Abstract The Pitkin Formation is a Late Mississippian (Chesterian) high-energy marine oolitic-bioclastic limestone. The original mineralogy of Pitkin ooids varied across the Pitkin carbonate shelf. In the eastern part of the study area, originally aragonite ooids deposited in shoal and shoreface environments. These ooids are presently replaced by calcite and exhibit high Sr and low Mg concentrations. Originally calcite ooids in overlying lagoonal facies are composed of well-preserved, radial fabric. These ooids contain low Sr and high Mg values. Similar characteristics indicate that ooids in the central and western part of the study area were all originally calcite.
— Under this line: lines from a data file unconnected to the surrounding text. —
//! `{NAME}` placeholder expansion in string values.
//!
//! Built-ins: `{EXP}` (experiment name), `{EXP_DIR}` (directory of the
//! configuration file) and `{PID}` (process id). Custom names come from
//! `exp_global.placeholders`. Expansion is a single left-to-right pass, so
//! replacement text is never scanned again and unknown names stay verbatim.

use regex::{Captures, Regex};
use serde_yaml::Value;
use std::collections::BTreeMap;
use std::path::Path;
use std::sync::LazyLock;

use super::node::for_each_string_mut;

static PLACEHOLDER_RE: LazyLock<Regex> = LazyLock::new(|| {
    Regex::new(r"\{([A-Za-z_][A-Za-z0-9_]*)\}").expect("Invalid placeholder regex")
});

/// Placeholder table for one experiment.
#[derive(Debug, Clone, Default, PartialEq)]
pub struct Placeholders {
    values: BTreeMap<String, String>,
}

impl Placeholders {
    /// Built-in placeholders for experiment `exp_name` defined in a file
    /// living in `exp_dir`.
    pub fn for_experiment(exp_name: &str, exp_dir: &Path) -> Self {
        let mut values = BTreeMap::new();
        values.insert("EXP".to_string(), exp_name.to_string());
        values.insert("EXP_DIR".to_string(), exp_dir.display().to_string());
        values.insert("PID".to_string(), std::process::id().to_string());
        Self { values }
    }

    /// Add user placeholders. Built-ins win on a name clash.
    pub fn with_custom(mut self, custom: &BTreeMap<String, String>) -> Self {
        for (k, v) in custom {
            self.values.entry(k.clone()).or_insert_with(|| v.clone());
        }
        self
    }

    pub fn get(&self, name: &str) -> Option<&str> {
        self.values.get(name).map(String::as_str)
    }

    /// Expand every known placeholder in `s`, each occurrence exactly once.
    pub fn expand(&self, s: &str) -> String {
        PLACEHOLDER_RE
            .replace_all(s, |caps: &Captures<'_>| match self.values.get(&caps[1]) {
                Some(v) => v.clone(),
                None => caps[0].to_string(),
            })
            .into_owned()
    }

    /// Expand in place every string value of a node tree.
    pub fn expand_tree(&self, value: &mut Value) {
        for_each_string_mut(value, &mut |s| {
            if s.contains('{') {
                *s = self.expand(s);
            }
        });
    }
}

/// Names of all `{NAME}` tokens in `s`, in order of appearance.
pub fn placeholder_names(s: &str) -> Vec<String> {
    PLACEHOLDER_RE
        .captures_iter(s)
        .map(|c| c[1].to_string())
        .collect()
}

/// Read `exp_global.placeholders` from a raw experiment mapping. Non-string
/// scalars are rendered; anything else is ignored.
pub fn custom_placeholders(experiment: &Value) -> BTreeMap<String, String> {
    let mut out = BTreeMap::new();
    let Some(Value::Mapping(m)) =
        super::node::get_path(experiment, "exp_global.placeholders").map(super::node::untag)
    else {
        return out;
    };
    for (k, v) in m {
        let (Some(key), Some(val)) = (k.as_str(), scalar_to_string(v)) else {
            continue;
        };
        out.insert(key.to_string(), val);
    }
    out
}

fn scalar_to_string(v: &Value) -> Option<String> {
    match v {
        Value::String(s) => Some(s.clone()),
        Value::Number(n) => Some(n.to_string()),
        Value::Bool(b) => Some(b.to_string()),
        _ => None,
    }
}

#[cfg(test)]
mod tests {
    use super::*;
    use proptest::prelude::*;
    use std::path::PathBuf;

    fn table(name: &str) -> Placeholders {
        Placeholders::for_experiment(name, &PathBuf::from("/cfg"))
    }

    #[test]
    fn test_expand_exp() {
        assert_eq!(table("en-ja").expand("out/{EXP}.mod"), "out/en-ja.mod");
    }

    #[test]
    fn test_expand_every_occurrence() {
        assert_eq!(table("x").expand("{EXP}/{EXP}.hyp"), "x/x.hyp");
    }

    #[test]
    fn test_expand_exp_dir() {
        assert_eq!(table("x").expand("{EXP_DIR}/logs/{EXP}.log"), "/cfg/logs/x.log");
    }

    #[test]
    fn test_unknown_placeholder_kept() {
        assert_eq!(table("x").expand("{NOPE}/{EXP}"), "{NOPE}/x");
    }

    #[test]
    fn test_replacement_not_rescanned() {
        // An experiment whose name itself looks like a placeholder.
        assert_eq!(table("{EXP}").expand("a/{EXP}"), "a/{EXP}");
    }

    #[test]
    fn test_custom_placeholders_do_not_override_builtins() {
        let mut custom = BTreeMap::new();
        custom.insert("EXP".to_string(), "hijack".to_string());
        custom.insert("DATA".to_string(), "/data".to_string());
        let p = table("real").with_custom(&custom);
        assert_eq!(p.expand("{DATA}/{EXP}"), "/data/real");
    }

    #[test]
    fn test_custom_placeholders_read_from_tree() {
        let v: Value = serde_yaml::from_str(
            "exp_global: !ExpGlobal\n  placeholders:\n    DATA: /d\n    N: 3\n    BAD: [1]\n",
        )
        .unwrap();
        let custom = custom_placeholders(&v);
        assert_eq!(custom.get("DATA").map(String::as_str), Some("/d"));
        assert_eq!(custom.get("N").map(String::as_str), Some("3"));
        assert!(!custom.contains_key("BAD"));
    }

    #[test]
    fn test_expand_tree_values_only() {
        let mut v: Value =
            serde_yaml::from_str("'{EXP}': keep\nfile: '{EXP}.txt'\nlist: ['{EXP}']").unwrap();
        table("e").expand_tree(&mut v);
        assert_eq!(v.get("file").and_then(Value::as_str), Some("e.txt"));
        assert_eq!(v.get("{EXP}").and_then(Value::as_str), Some("keep"));
    }

    #[test]
    fn test_placeholder_names() {
        assert_eq!(
            placeholder_names("{A}/x/{EXP}.{b_1}"),
            vec!["A".to_string(), "EXP".to_string(), "b_1".to_string()]
        );
    }

    proptest! {
        #![proptest_config(ProptestConfig::with_cases(200))]

        #[test]
        fn prop_exp_expands_once_per_use(
            name in "[a-z][a-z0-9_-]{0,12}",
            prefix in "[a-z/]{0,8}",
            uses in 1usize..5,
        ) {
            let template = format!("{prefix}{}", "{EXP}/".repeat(uses));
            let out = table(&name).expand(&template);
            prop_assert!(!out.contains("{EXP}"), "placeholder left in {}", out);
            prop_assert_eq!(out, format!("{prefix}{}", format!("{name}/").repeat(uses)));
        }

        #[test]
        fn prop_strings_without_braces_unchanged(s in "[^{}]{0,40}") {
            prop_assert_eq!(table("x").expand(&s), s);
        }
    }
}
An early marine nonferroan low-Mg calcite cement occurs as fibrous-to- bladed circumgranular crust, equant mosaic pore fill, and syntaxial overgrowth on echinoderm bioclasts. An extensive early dissolution event related to meteoric diagenesis dissolved aragonite and high- and low-Mg calcite components and created moldic and vuggy porosity. A late burial ferroan calcite occurs as mosaic and poikilotopic cements filling intergranular and moldic pores. Early marine and late burial calcite cementation eliminated virtually all porosity within Pitkin grainstones.